Coherent synthesis of genomic associations with phenotypes and home environments

Abstract

Local adaptation is often studied via 1) multiple common garden experiments comparing performance of genotypes in different environments and 2) sequencing genotypes from multiple locations and characterizing geographic patterns in allele frequency. Both approaches aim to characterize the same pattern (local adaptation), yet the complementary information from each has not yet been coherently integrated. Here, we develop a genome-wide association model of genotype interactions with continuous environmental gradients (GxE), i.e. reaction norms. We present an approach to impute relative fitness, allowing us to coherently synthesize evidence from common garden and genome-environment associations. Our approach identifies loci exhibiting environmental clines where alleles are associated with higher fitness in home environments. Simulations show our approach can increase power to detect loci causing local adaptation.

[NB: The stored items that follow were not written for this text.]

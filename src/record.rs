//! Index records
//!
//! One contract-context record per contract/spec pair, then one record per
//! property. These are the flat values the embedding collaborator consumes.

use crate::hash::hash_block;
use crate::linker::{modifies_state, TargetLinkage};
use crate::normalize::normalize_code;
use crate::parser::{BlockType, FunctionTable, PropertyBlock, StateVariableSet};
use serde::{Deserialize, Serialize};
use std::path::Path;

/// Rule name the embedding step skips
const SANITY_RULE: &str = "sanity";

#[derive(Debug, Clone, Copy, PartialEq, Eq, Serialize, Deserialize)]
#[serde(rename_all = "SCREAMING_SNAKE_CASE")]
pub enum ChunkType {
    ContractContext,
    ContractInvariant,
    FunctionRule,
}

impl From<BlockType> for ChunkType {
    fn from(block_type: BlockType) -> Self {
        match block_type {
            BlockType::Invariant => ChunkType::ContractInvariant,
            BlockType::Rule => ChunkType::FunctionRule,
        }
    }
}

#[derive(Debug, Clone, PartialEq, Eq, Serialize, Deserialize)]
pub struct ContextMetadata {
    pub function_list: Vec<String>,
    pub state_variables: Vec<String>,
    /// Standard-conformance tag (ERC20, ...), not determined here
    pub is_standard: String,
    pub spec_file: String,
}

#[derive(Debug, Clone, PartialEq, Eq, Serialize, Deserialize)]
pub struct PropertyMetadata {
    pub rule_name: String,
    pub rule_type: BlockType,
    pub modifies_state: bool,
    pub methods_in_block: Vec<String>,
    pub start_line: usize,
    pub end_line: usize,
    pub spec_file: String,
    pub block_hash: String,
}

#[derive(Debug, Clone, PartialEq, Eq, Serialize, Deserialize)]
#[serde(untagged)]
pub enum RecordMetadata {
    Property(PropertyMetadata),
    Context(ContextMetadata),
}

#[derive(Debug, Clone, PartialEq, Eq, Serialize, Deserialize)]
pub struct IndexRecord {
    pub id: String,
    pub chunk_type: ChunkType,
    pub source_contract: String,
    pub target_function: TargetLinkage,
    pub text_chunk: String,
    pub formal_property: Option<String>,
    /// Placeholder for a natural-language summary written by a later stage
    pub nl_summary: String,
    pub metadata: RecordMetadata,
}

impl IndexRecord {
    /// `text_chunk` normalized with the shared index/query rule
    pub fn embedding_text(&self) -> Result<String, regex::Error> {
        normalize_code(&self.text_chunk)
    }

    /// Whether the embedding step should index this record
    pub fn is_embeddable(&self) -> bool {
        match &self.metadata {
            RecordMetadata::Property(meta) => {
                self.formal_property.is_some() && meta.rule_name != SANITY_RULE
            }
            RecordMetadata::Context(_) => false,
        }
    }
}

/// A property with its resolved linkage
#[derive(Debug, Clone)]
pub struct LinkedProperty {
    pub block: PropertyBlock,
    pub target: TargetLinkage,
}

/// Everything known about the contract side of a pair
pub struct ContractContext<'a> {
    /// File name of the contract (e.g., "Auction.sol")
    pub file_name: &'a str,
    pub source: &'a str,
    pub functions: &'a FunctionTable,
    pub state_variables: &'a StateVariableSet,
    pub spec_file: &'a Path,
}

impl ContractContext<'_> {
    /// Contract name used to namespace record ids
    pub fn base_name(&self) -> &str {
        self.file_name
            .strip_suffix(".sol")
            .unwrap_or(self.file_name)
    }
}

/// Build the context record followed by one record per property
pub fn build_records(
    contract: &ContractContext<'_>,
    properties: &[LinkedProperty],
) -> Result<Vec<IndexRecord>, serde_json::Error> {
    let mut records = Vec::with_capacity(properties.len() + 1);
    let spec_file = contract.spec_file.display().to_string();

    records.push(IndexRecord {
        id: format!("{}_contract_context", contract.base_name()),
        chunk_type: ChunkType::ContractContext,
        source_contract: contract.file_name.to_string(),
        target_function: TargetLinkage::All,
        text_chunk: contract.source.to_string(),
        formal_property: None,
        nl_summary: String::new(),
        metadata: RecordMetadata::Context(ContextMetadata {
            function_list: contract.functions.names().to_vec(),
            state_variables: contract.state_variables.to_vec(),
            is_standard: "UNKNOWN".to_string(),
            spec_file: spec_file.clone(),
        }),
    });

    for property in properties {
        let block = &property.block;
        let hash = hash_block(block)?;

        records.push(IndexRecord {
            id: format!("{}_{}_{}", contract.base_name(), block.name, hash.short()),
            chunk_type: block.block_type.into(),
            source_contract: contract.file_name.to_string(),
            target_function: property.target.clone(),
            text_chunk: text_chunk(&property.target, contract),
            formal_property: Some(block.body()),
            nl_summary: String::new(),
            metadata: RecordMetadata::Property(PropertyMetadata {
                rule_name: block.name.clone(),
                rule_type: block.block_type,
                modifies_state: linked_functions_modify_state(&property.target, contract),
                methods_in_block: block.methods_in_block.clone(),
                start_line: block.start_line,
                end_line: block.end_line,
                spec_file: spec_file.clone(),
                block_hash: hash.full().to_string(),
            }),
        });
    }

    Ok(records)
}

/// Bodies of the linked functions, or the whole source when the linkage is a
/// sentinel or any name fails to resolve
fn text_chunk(target: &TargetLinkage, contract: &ContractContext<'_>) -> String {
    let names = target.functions();
    if names.is_empty() {
        return contract.source.to_string();
    }
    names
        .iter()
        .map(|name| contract.functions.get(name).map(|f| f.text()))
        .collect::<Option<Vec<_>>>()
        .map(|bodies| bodies.join("\n\n"))
        .unwrap_or_else(|| contract.source.to_string())
}

fn linked_functions_modify_state(target: &TargetLinkage, contract: &ContractContext<'_>) -> bool {
    target
        .functions()
        .iter()
        .filter_map(|name| contract.functions.get(name))
        .any(|f| modifies_state(&f.text(), contract.state_variables))
}

#[cfg(test)]
mod tests {
    use super::*;
    use crate::parser::{extract_state_variables, SourceFunction};
    use std::path::PathBuf;

    const SOURCE: &str = "contract Vault {\n    mapping(address => uint) balance;\n    function withdraw(uint amount) external { balance[msg.sender] -= amount; }\n    function balanceOf(address a) external view returns (uint) { return balance[a]; }\n}\n";

    fn property(name: &str, block_type: BlockType, lines: &[&str]) -> PropertyBlock {
        PropertyBlock {
            block_type,
            name: name.to_string(),
            file_path: PathBuf::from("Vault.spec"),
            start_line: 1,
            end_line: lines.len(),
            content: lines.iter().map(|s| s.to_string()).collect(),
            methods_in_block: Vec::new(),
        }
    }

    fn build(properties: &[LinkedProperty]) -> Vec<IndexRecord> {
        let functions = FunctionTable::from_source(SOURCE).unwrap();
        let vars = extract_state_variables(SOURCE).unwrap();
        let contract = ContractContext {
            file_name: "Vault.sol",
            source: SOURCE,
            functions: &functions,
            state_variables: &vars,
            spec_file: Path::new("Vault.spec"),
        };
        build_records(&contract, properties).unwrap()
    }

    #[test]
    fn test_context_record_first() {
        let records = build(&[]);
        assert_eq!(records.len(), 1);
        let ctx = &records[0];
        assert_eq!(ctx.id, "Vault_contract_context");
        assert_eq!(ctx.chunk_type, ChunkType::ContractContext);
        assert_eq!(ctx.formal_property, None);
        assert_eq!(ctx.text_chunk, SOURCE);
        assert!(!ctx.is_embeddable());
        match &ctx.metadata {
            RecordMetadata::Context(meta) => {
                assert_eq!(meta.function_list, vec!["withdraw", "balanceOf"]);
                assert_eq!(meta.state_variables, vec!["balance"]);
            }
            other => panic!("unexpected metadata {:?}", other),
        }
    }

    #[test]
    fn test_rule_record() {
        let block = property("onlyOwnerCanWithdraw", BlockType::Rule, &["rule onlyOwnerCanWithdraw {", "withdraw(100);", "}"]);
        let target = TargetLinkage::Functions(vec!["withdraw".to_string()]);
        let records = build(&[LinkedProperty { block, target }]);
        let rec = &records[1];

        assert!(rec.id.starts_with("Vault_onlyOwnerCanWithdraw_"));
        assert_eq!(rec.id.len(), "Vault_onlyOwnerCanWithdraw_".len() + 8);
        assert_eq!(rec.chunk_type, ChunkType::FunctionRule);
        assert!(rec.text_chunk.starts_with("function withdraw"));
        assert_eq!(rec.formal_property.as_deref(), Some("rule onlyOwnerCanWithdraw {\nwithdraw(100);\n}"));
        assert!(rec.is_embeddable());
        match &rec.metadata {
            RecordMetadata::Property(meta) => {
                assert!(meta.modifies_state);
                assert_eq!(meta.block_hash.len(), 64);
                assert!(rec.id.ends_with(&meta.block_hash[..8]));
            }
            other => panic!("unexpected metadata {:?}", other),
        }
    }

    #[test]
    fn test_sentinel_and_view_function() {
        let inv = property("solvent", BlockType::Invariant, &["invariant solvent() x == y;"]);
        let view_rule = property("readOnly", BlockType::Rule, &["rule readOnly { balanceOf(a); }"]);
        let records = build(&[
            LinkedProperty { block: inv, target: TargetLinkage::All },
            LinkedProperty {
                block: view_rule,
                target: TargetLinkage::Functions(vec!["balanceOf".to_string()]),
            },
        ]);

        assert_eq!(records[1].chunk_type, ChunkType::ContractInvariant);
        assert_eq!(records[1].text_chunk, SOURCE);
        assert_eq!(records[1].target_function.to_string(), "ALL");

        match &records[2].metadata {
            RecordMetadata::Property(meta) => assert!(!meta.modifies_state),
            other => panic!("unexpected metadata {:?}", other),
        }
    }

    #[test]
    fn test_failed_lookup_falls_back_to_source() {
        let block = property("ghost", BlockType::Rule, &["rule ghost { vanished(); }"]);
        let target = TargetLinkage::Functions(vec!["vanished".to_string(), "withdraw".to_string()]);
        let records = build(&[LinkedProperty { block, target }]);
        assert_eq!(records[1].text_chunk, SOURCE);
    }

    #[test]
    fn test_multi_function_chunk_joined() {
        let functions = FunctionTable::from_functions(vec![
            SourceFunction { name: "a".into(), start_line: 1, end_line: 1, body: vec!["function a() {}".into()] },
            SourceFunction { name: "b".into(), start_line: 2, end_line: 2, body: vec!["function b() {}".into()] },
        ]);
        let vars = StateVariableSet::default();
        let contract = ContractContext {
            file_name: "AB.sol",
            source: "contract AB {}",
            functions: &functions,
            state_variables: &vars,
            spec_file: Path::new("AB.spec"),
        };
        let target = TargetLinkage::Functions(vec!["a".to_string(), "b".to_string()]);
        let block = property("both", BlockType::Rule, &["rule both { a(); b(); }"]);
        let records = build_records(&contract, &[LinkedProperty { block, target }]).unwrap();
        assert_eq!(records[1].text_chunk, "function a() {}\n\nfunction b() {}");
        assert_eq!(records[1].target_function.to_string(), "a/b");
    }

    #[test]
    fn test_json_field_names() {
        let block = property("r", BlockType::Rule, &["rule r { withdraw(1); }"]);
        let target = TargetLinkage::Functions(vec!["withdraw".to_string()]);
        let records = build(&[LinkedProperty { block, target }]);
        let json = serde_json::to_value(&records).unwrap();

        assert_eq!(json[0]["chunk_type"], "CONTRACT_CONTEXT");
        assert_eq!(json[0]["target_function"], "ALL");
        assert!(json[0]["formal_property"].is_null());
        assert_eq!(json[1]["chunk_type"], "FUNCTION_RULE");
        assert_eq!(json[1]["metadata"]["rule_type"], "RULE");
        assert_eq!(json[1]["metadata"]["modifies_state"], true);

        let back: Vec<IndexRecord> = serde_json::from_value(json).unwrap();
        assert_eq!(back, records);
    }
}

In a case study on Arabidopsis thaliana, most identified SNPs exhibited home allele advantage and fitness tradeoffs along climate gradients, suggesting selective gradients can maintain allelic clines. SNPs exhibiting GxE associations with fitness were enriched in genic regions, putative partial selective sweeps, and associations with an adaptive phenotype (flowering time plasticity). We discuss extensions for situations where only adaptive phenotypes other than fitness are available. Many types of data may point toward the loci underlying GxE and local adaptation; coherent models of diverse data provide a principled basis for synthesis.